What are Crawlers?

Web crawlers, also known as spiders or bots, are automated programs designed to browse, and catalogue the World Wide Web. The Google Bot powers Google Search, and in some cases is synonyms with web crawling.

Web crawlers operate continuously, visiting billions of pages across the internet. They're essential for keeping search engine results up-to-date. However, their activity can strain web servers, and at times stumble upon things they're not meant to.
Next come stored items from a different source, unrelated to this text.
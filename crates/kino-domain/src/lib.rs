//! Domain types shared across all Kino services.
//!
//! This crate contains only pure types with no framework dependencies.
//! Import in `usecase/` and `domain/` layers; never in `infra/` or `handlers/`.

pub mod rating;
pub mod user;
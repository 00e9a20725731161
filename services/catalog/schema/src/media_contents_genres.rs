use sea_orm::entity::prelude::*;

/// Many-to-many link between catalog items and genres.
#[derive(Clone, Debug, PartialEq, Eq, DeriveEntityModel)]
#[sea_orm(table_name = "media_contents_genres")]
pub struct Model {
    #[sea_orm(primary_key, auto_increment = false)]
    pub media_contents_id: Uuid,
    #[sea_orm(primary_key, auto_increment = false)]
    pub genre_id: Uuid,
}

#[derive(Copy, Clone, Debug, EnumIter, DeriveRelation)]
pub enum Relation {
    #[sea_orm(
        belongs_to = "super::media_contents::Entity",
        from = "Column::MediaContentsId",
        to = "super::media_contents::Column::Id"
    )]
    MediaContents,
    #[sea_orm(
        belongs_to = "super::genres::Entity",
        from = "Column::GenreId",
        to = "super::genres::Column::Id"
    )]
    Genre,
}

impl Related<super::media_contents::Entity> for Entity {
    fn to() -> RelationDef {
        Relation::MediaContents.def()
    }
}

impl Related<super::genres::Entity> for Entity {
    fn to() -> RelationDef {
        Relation::Genre.def()
    }
}

impl ActiveModelBehavior for ActiveModel {}
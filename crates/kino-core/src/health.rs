use axum::extract::State;
use axum::http::StatusCode;
use sea_orm::DatabaseConnection;

/// Handler for `GET /healthz`: liveness check.
pub async fn healthz() -> StatusCode {
    StatusCode::OK
}

/// Handler for `GET /readyz`: ready once the database answers a ping.
pub async fn readyz(State(db): State<DatabaseConnection>) -> StatusCode {
    match db.ping().await {
        Ok(()) => StatusCode::OK,
        Err(e) => {
            tracing::warn!(error = %e, "database ping failed");
            StatusCode::SERVICE_UNAVAILABLE
        }
    }
}
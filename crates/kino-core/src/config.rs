/// Trait for loading service configuration from environment variables.
///
/// Implementors derive `serde::Deserialize`; field `database_url` is read from
/// `DATABASE_URL`, and so on. Use `#[serde(default = ...)]` for optional values.
pub trait Config: Sized + serde::de::DeserializeOwned {
    /// Load from the process environment.
    ///
    /// # Panics
    ///
    /// Panics if any required env var is missing or cannot be deserialized.
    fn from_env() -> Self {
        envy::from_env().expect("failed to load config from environment")
    }

    /// Load from an explicit list of `(KEY, value)` pairs.
    fn from_pairs<I>(pairs: I) -> Result<Self, envy::Error>
    where
        I: IntoIterator<Item = (String, String)>,
    {
        envy::from_iter(pairs)
    }
}
use sea_orm_migration::prelude::*;

#[derive(DeriveMigrationName)]
pub struct Migration;

#[async_trait::async_trait]
impl MigrationTrait for Migration {
    async fn up(&self, manager: &SchemaManager) -> Result<(), DbErr> {
        manager
            .create_table(
                Table::create()
                    .table(Likes::Table)
                    .if_not_exists()
                    .col(ColumnDef::new(Likes::ProfileId).uuid().not_null())
                    .col(ColumnDef::new(Likes::MediaContentsId).uuid().not_null())
                    .primary_key(
                        Index::create()
                            .col(Likes::ProfileId)
                            .col(Likes::MediaContentsId),
                    )
                    .foreign_key(
                        ForeignKey::create()
                            .from(Likes::Table, Likes::ProfileId)
                            .to(Profiles::Table, Profiles::Id)
                            .on_delete(ForeignKeyAction::Cascade),
                    )
                    .foreign_key(
                        ForeignKey::create()
                            .from(Likes::Table, Likes::MediaContentsId)
                            .to(MediaContents::Table, MediaContents::Id)
                            .on_delete(ForeignKeyAction::Cascade),
                    )
                    .to_owned(),
            )
            .await
    }

    async fn down(&self, manager: &SchemaManager) -> Result<(), DbErr> {
        manager
            .drop_table(Table::drop().table(Likes::Table).to_owned())
            .await
    }
}

#[derive(Iden)]
enum Likes {
    Table,
    ProfileId,
    MediaContentsId,
}

#[derive(Iden)]
enum Profiles {
    Table,
    Id,
}

#[derive(Iden)]
enum MediaContents {
    Table,
    Id,
}
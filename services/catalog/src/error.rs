use axum::http::StatusCode;
use axum::response::{IntoResponse, Response};

use crate::domain::validator::ValidationError;

/// Stable failure codes surfaced to callers as `kind`.
#[derive(Debug, Clone, Copy, PartialEq, Eq, Hash)]
pub enum ErrorCode {
    RowDoesNotExist,
    RowAlreadyDeleted,
    RateNotMatched,
    InvalidRequest,
    Forbidden,
    /// A write that was validated beforehand returned nothing.
    InternalServer,
    /// Storage failure.
    Internal,
}

impl ErrorCode {
    pub fn as_str(self) -> &'static str {
        match self {
            Self::RowDoesNotExist => "ROW_DOES_NOT_EXIST",
            Self::RowAlreadyDeleted => "ROW_ALREADY_DELETED",
            Self::RateNotMatched => "RATE_NOT_MATCHED",
            Self::InvalidRequest => "INVALID_REQUEST",
            Self::Forbidden => "FORBIDDEN",
            Self::InternalServer => "INTERNAL_SERVER",
            Self::Internal => "INTERNAL",
        }
    }

    pub fn number(self) -> u32 {
        match self {
            Self::RowDoesNotExist => 40000,
            Self::RowAlreadyDeleted => 40004,
            Self::RateNotMatched => 40005,
            Self::InvalidRequest => 40006,
            Self::Forbidden => 40300,
            Self::InternalServer => 50000,
            Self::Internal => 50001,
        }
    }

    fn status(self) -> StatusCode {
        match self {
            Self::RowDoesNotExist => StatusCode::NOT_FOUND,
            Self::RowAlreadyDeleted | Self::InvalidRequest => StatusCode::BAD_REQUEST,
            Self::RateNotMatched | Self::Forbidden => StatusCode::FORBIDDEN,
            Self::InternalServer | Self::Internal => StatusCode::INTERNAL_SERVER_ERROR,
        }
    }
}

/// Catalog service error variants.
#[derive(Debug, thiserror::Error)]
pub enum CatalogServiceError {
    #[error("no such {domain} {id}")]
    RowDoesNotExist { domain: &'static str, id: String },
    #[error(transparent)]
    Validation(#[from] ValidationError),
    #[error("invalid request: {0}")]
    InvalidRequest(String),
    #[error("forbidden")]
    Forbidden,
    #[error("{0}")]
    InvariantViolated(String),
    #[error("internal error")]
    Internal(#[from] anyhow::Error),
}

impl CatalogServiceError {
    pub fn not_found(domain: &'static str, id: impl ToString) -> Self {
        Self::RowDoesNotExist {
            domain,
            id: id.to_string(),
        }
    }

    pub fn code(&self) -> ErrorCode {
        match self {
            Self::RowDoesNotExist { .. } => ErrorCode::RowDoesNotExist,
            Self::Validation(e) => e.code,
            Self::InvalidRequest(_) => ErrorCode::InvalidRequest,
            Self::Forbidden => ErrorCode::Forbidden,
            Self::InvariantViolated(_) => ErrorCode::InternalServer,
            Self::Internal(_) => ErrorCode::Internal,
        }
    }

    pub fn kind(&self) -> &'static str {
        self.code().as_str()
    }
}

impl IntoResponse for CatalogServiceError {
    fn into_response(self) -> Response {
        let code = self.code();
        match &self {
            Self::InvariantViolated(message) => {
                tracing::error!(
                    kind = code.as_str(),
                    alert = "invariant_violation",
                    "{message}"
                );
            }
            Self::Internal(e) => {
                tracing::error!(error = %e, kind = code.as_str(), "internal error");
            }
            _ => {}
        }
        let body = serde_json::json!({
            "kind": code.as_str(),
            "code": code.number(),
            "message": self.to_string(),
        });
        (code.status(), axum::Json(body)).into_response()
    }
}
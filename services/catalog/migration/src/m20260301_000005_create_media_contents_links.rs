use sea_orm_migration::prelude::*;

#[derive(DeriveMigrationName)]
pub struct Migration;

/// Join table `(media_contents_id, <reference>_id)` with cascading foreign keys on both sides.
fn link_table<L, C, R>(link: L, reference_column: C, reference_table: R) -> TableCreateStatement
where
    L: IntoIden + Clone + 'static,
    C: IntoIden + Clone + 'static,
    R: IntoIden + 'static,
{
    Table::create()
        .table(link.clone())
        .if_not_exists()
        .col(ColumnDef::new(Link::MediaContentsId).uuid().not_null())
        .col(ColumnDef::new(reference_column.clone()).uuid().not_null())
        .primary_key(
            Index::create()
                .col(Link::MediaContentsId)
                .col(reference_column.clone()),
        )
        .foreign_key(
            ForeignKey::create()
                .from(link.clone(), Link::MediaContentsId)
                .to(MediaContents::Table, MediaContents::Id)
                .on_delete(ForeignKeyAction::Cascade),
        )
        .foreign_key(
            ForeignKey::create()
                .from(link, reference_column)
                .to(reference_table, Link::Id)
                .on_delete(ForeignKeyAction::Cascade),
        )
        .to_owned()
}

#[async_trait::async_trait]
impl MigrationTrait for Migration {
    async fn up(&self, manager: &SchemaManager) -> Result<(), DbErr> {
        manager
            .create_table(link_table(
                MediaContentsActors::Table,
                MediaContentsActors::ActorId,
                Actors::Table,
            ))
            .await?;
        manager
            .create_table(link_table(
                MediaContentsGenres::Table,
                MediaContentsGenres::GenreId,
                Genres::Table,
            ))
            .await?;
        manager
            .create_table(link_table(
                MediaContentsCreators::Table,
                MediaContentsCreators::CreatorId,
                Creators::Table,
            ))
            .await
    }

    async fn down(&self, manager: &SchemaManager) -> Result<(), DbErr> {
        manager
            .drop_table(Table::drop().table(MediaContentsCreators::Table).to_owned())
            .await?;
        manager
            .drop_table(Table::drop().table(MediaContentsGenres::Table).to_owned())
            .await?;
        manager
            .drop_table(Table::drop().table(MediaContentsActors::Table).to_owned())
            .await
    }
}

#[derive(Iden)]
enum Link {
    MediaContentsId,
    Id,
}

#[derive(Iden)]
enum MediaContents {
    Table,
    Id,
}

#[derive(Clone, Iden)]
enum MediaContentsActors {
    Table,
    ActorId,
}

#[derive(Clone, Iden)]
enum MediaContentsGenres {
    Table,
    GenreId,
}

#[derive(Clone, Iden)]
enum MediaContentsCreators {
    Table,
    CreatorId,
}

#[derive(Iden)]
enum Actors {
    Table,
}

#[derive(Iden)]
enum Genres {
    Table,
}

#[derive(Iden)]
enum Creators {
    Table,
}
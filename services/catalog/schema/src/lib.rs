//! sea-orm entities for the catalog database.

pub mod actors;
pub mod creators;
pub mod genres;
pub mod likes;
pub mod media;
pub mod media_contents;
pub mod media_contents_actors;
pub mod media_contents_creators;
pub mod media_contents_genres;
pub mod media_series;
pub mod profiles;
pub mod users;
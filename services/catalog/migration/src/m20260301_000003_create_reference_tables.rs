use sea_orm_migration::prelude::*;

#[derive(DeriveMigrationName)]
pub struct Migration;

/// Genres, actors and creators share one shape: `(id, name, is_deleted)`.
fn reference_table<T>(table: T) -> TableCreateStatement
where
    T: IntoIden + 'static,
{
    Table::create()
        .table(table)
        .if_not_exists()
        .col(ColumnDef::new(Reference::Id).uuid().not_null().primary_key())
        .col(ColumnDef::new(Reference::Name).string().not_null())
        .col(
            ColumnDef::new(Reference::IsDeleted)
                .boolean()
                .not_null()
                .default(false),
        )
        .to_owned()
}

#[async_trait::async_trait]
impl MigrationTrait for Migration {
    async fn up(&self, manager: &SchemaManager) -> Result<(), DbErr> {
        manager.create_table(reference_table(Genres::Table)).await?;
        manager.create_table(reference_table(Actors::Table)).await?;
        manager.create_table(reference_table(Creators::Table)).await
    }

    async fn down(&self, manager: &SchemaManager) -> Result<(), DbErr> {
        manager
            .drop_table(Table::drop().table(Creators::Table).to_owned())
            .await?;
        manager
            .drop_table(Table::drop().table(Actors::Table).to_owned())
            .await?;
        manager
            .drop_table(Table::drop().table(Genres::Table).to_owned())
            .await
    }
}

#[derive(Iden)]
enum Reference {
    Id,
    Name,
    IsDeleted,
}

#[derive(Iden)]
enum Genres {
    Table,
}

#[derive(Iden)]
enum Actors {
    Table,
}

#[derive(Iden)]
enum Creators {
    Table,
}
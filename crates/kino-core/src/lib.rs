//! Service plumbing shared by Kino services: configuration, tracing,
//! request middleware and health endpoints.

pub mod config;
pub mod health;
pub mod middleware;
pub mod tracing;
use uuid::Uuid;

use crate::domain::repository::{
    LikeRepository, MediaContentsRepository, MediaRepository, MediaSeriesRepository,
    ProfileRepository,
};
use crate::domain::types::{
    Fetched, Media, MediaContents, MediaContentsDetail, MediaSeries, MediaSeriesDetail, Profile,
};
use crate::domain::validator::{IsDeletedValidator, RateValidator, Validator, ValidatorChain};
use crate::error::CatalogServiceError;

// ── GetMediaSeries ───────────────────────────────────────────────────────────

pub struct GetMediaSeriesUseCase<S: MediaSeriesRepository, P: ProfileRepository> {
    pub series: S,
    pub profiles: P,
}

impl<S: MediaSeriesRepository, P: ProfileRepository> GetMediaSeriesUseCase<S, P> {
    /// Shallow lookup: existence only, no deletion or rating gate.
    pub async fn execute(
        &self,
        user_id: Uuid,
        profile_id: Uuid,
        media_series_id: Uuid,
    ) -> Result<MediaSeries, CatalogServiceError> {
        let series = self
            .series
            .find_by_id(media_series_id)
            .await?
            .ok_or_else(|| CatalogServiceError::not_found(MediaSeries::DOMAIN, media_series_id))?;

        self.profiles
            .find_by_id(profile_id)
            .await?
            .ok_or_else(|| CatalogServiceError::not_found(Profile::DOMAIN, profile_id))?;

        tracing::debug!(%user_id, %profile_id, %media_series_id, "media series resolved");
        Ok(series)
    }
}

// ── GetMediaContents ─────────────────────────────────────────────────────────

pub struct GetMediaContentsUseCase<P, C, S, M, L>
where
    P: ProfileRepository,
    C: MediaContentsRepository,
    S: MediaSeriesRepository,
    M: MediaRepository,
    L: LikeRepository,
{
    pub profiles: P,
    pub contents: C,
    pub series: S,
    pub media: M,
    pub likes: L,
}

impl<P, C, S, M, L> GetMediaContentsUseCase<P, C, S, M, L>
where
    P: ProfileRepository,
    C: MediaContentsRepository,
    S: MediaSeriesRepository,
    M: MediaRepository,
    L: LikeRepository,
{
    /// Resolve a catalog item with its series and media for one profile.
    ///
    /// Profile existence and deletion are checked before any content lookup,
    /// and the rating before the hierarchy walk. A soft-deleted item is
    /// rejected right after the rating check.
    pub async fn execute(
        &self,
        user_id: Uuid,
        profile_id: Uuid,
        media_contents_id: Uuid,
    ) -> Result<MediaContentsDetail, CatalogServiceError> {
        let profile = self
            .profiles
            .find_by_id(profile_id)
            .await?
            .ok_or_else(|| CatalogServiceError::not_found(Profile::DOMAIN, profile_id))?;

        IsDeletedValidator::new(profile.is_deleted, Profile::DOMAIN).validate()?;

        let contents = self
            .contents
            .find_by_id(media_contents_id)
            .await?
            .ok_or_else(|| {
                CatalogServiceError::not_found(MediaContents::DOMAIN, media_contents_id)
            })?;

        ValidatorChain::new()
            .then(RateValidator::new(
                profile.rate,
                contents.rate,
                MediaContents::DOMAIN,
            ))
            .then(IsDeletedValidator::new(
                contents.is_deleted,
                MediaContents::DOMAIN,
            ))
            .validate()?;

        let MediaContents {
            id,
            title,
            synopsis,
            trailer,
            thumbnail,
            rate,
            is_series,
            is_deleted: _,
            actors,
            genres,
            creators,
        } = contents;

        let actors = relation_rows(actors, "ACTOR LIST", id)?;
        let genres = relation_rows(genres, "GENRE LIST", id)?;
        let creators = relation_rows(creators, "CREATOR LIST", id)?;

        let all_series = relation_rows(
            self.series.find_by_media_contents_id(id).await?,
            MediaSeries::DOMAIN,
            id,
        )?;

        let mut series = Vec::with_capacity(all_series.len());
        for s in all_series.into_iter().filter(|s| !s.is_deleted) {
            let media = relation_rows(
                self.media.find_by_media_series_id(s.id).await?,
                Media::DOMAIN,
                s.id,
            )?;
            series.push(MediaSeriesDetail {
                id: s.id,
                title: s.title,
                order_index: s.order_index,
                media: media.into_iter().filter(|m| !m.is_deleted).collect(),
            });
        }

        let is_like = self.likes.is_exist(profile_id, id).await;

        tracing::debug!(
            %user_id,
            %profile_id,
            media_contents_id = %id,
            series = series.len(),
            is_like,
            "media contents resolved"
        );

        Ok(MediaContentsDetail {
            id,
            title,
            synopsis,
            trailer,
            thumbnail,
            rate,
            is_series,
            actors,
            genres,
            creators,
            series,
            is_like,
        })
    }
}

/// A failed relation fetch surfaces as a missing row of `domain` under `parent`.
fn relation_rows<T>(
    fetched: Fetched<T>,
    domain: &'static str,
    parent: Uuid,
) -> Result<Vec<T>, CatalogServiceError> {
    fetched.into_rows().ok_or_else(|| {
        tracing::warn!(%parent, domain, "relation fetch failed");
        CatalogServiceError::not_found(domain, parent)
    })
}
The robots.txt file is one way website owners can manage crawlers.

AI Crawlers

The explosion of new AI companies has also led to a significant increase in the number of bots crawling the internet. For brands managing a website and/or a blog this brings about risk and opportunity.

The Risk

You're exposing your intellectual property to LLMs. This probably isn't a major concern for most brands (we probably want LLMs to read and regurgugitate our content), but it does expose some risk. For example, if an LLM can happily crawl your blog, it would be quite simple for a competitor to use a tool like ChatGPT to take your articles and have them rewritten into their tone of voice for their blog.

The Opportunity

Your content will have a chance to be summarized and referenced by various answer engines. The benefit of sharing your data is that you will have the chance of showing up when people ask Chatbots and Generative Search engines for information on a topic that you have content for. This is similar trade off that we all make with Google when we let Google crawl our content so that we can show up in search results.

For most brands the opportunity is going to far outweigh the risk, managing a robots.txt file is only really necessary if there are specific pieces of content you want to shield from crawlers.

What is Robots.txt?

A robots.txt file is used by websites to communicate with web crawlers. It tells the crawlers which pages or sections of the website they are allowed to access and which pages, and which ones they should avoid. The file is typically located in the root directory of a website (for example at www.aibrandrank.com/robots.txt).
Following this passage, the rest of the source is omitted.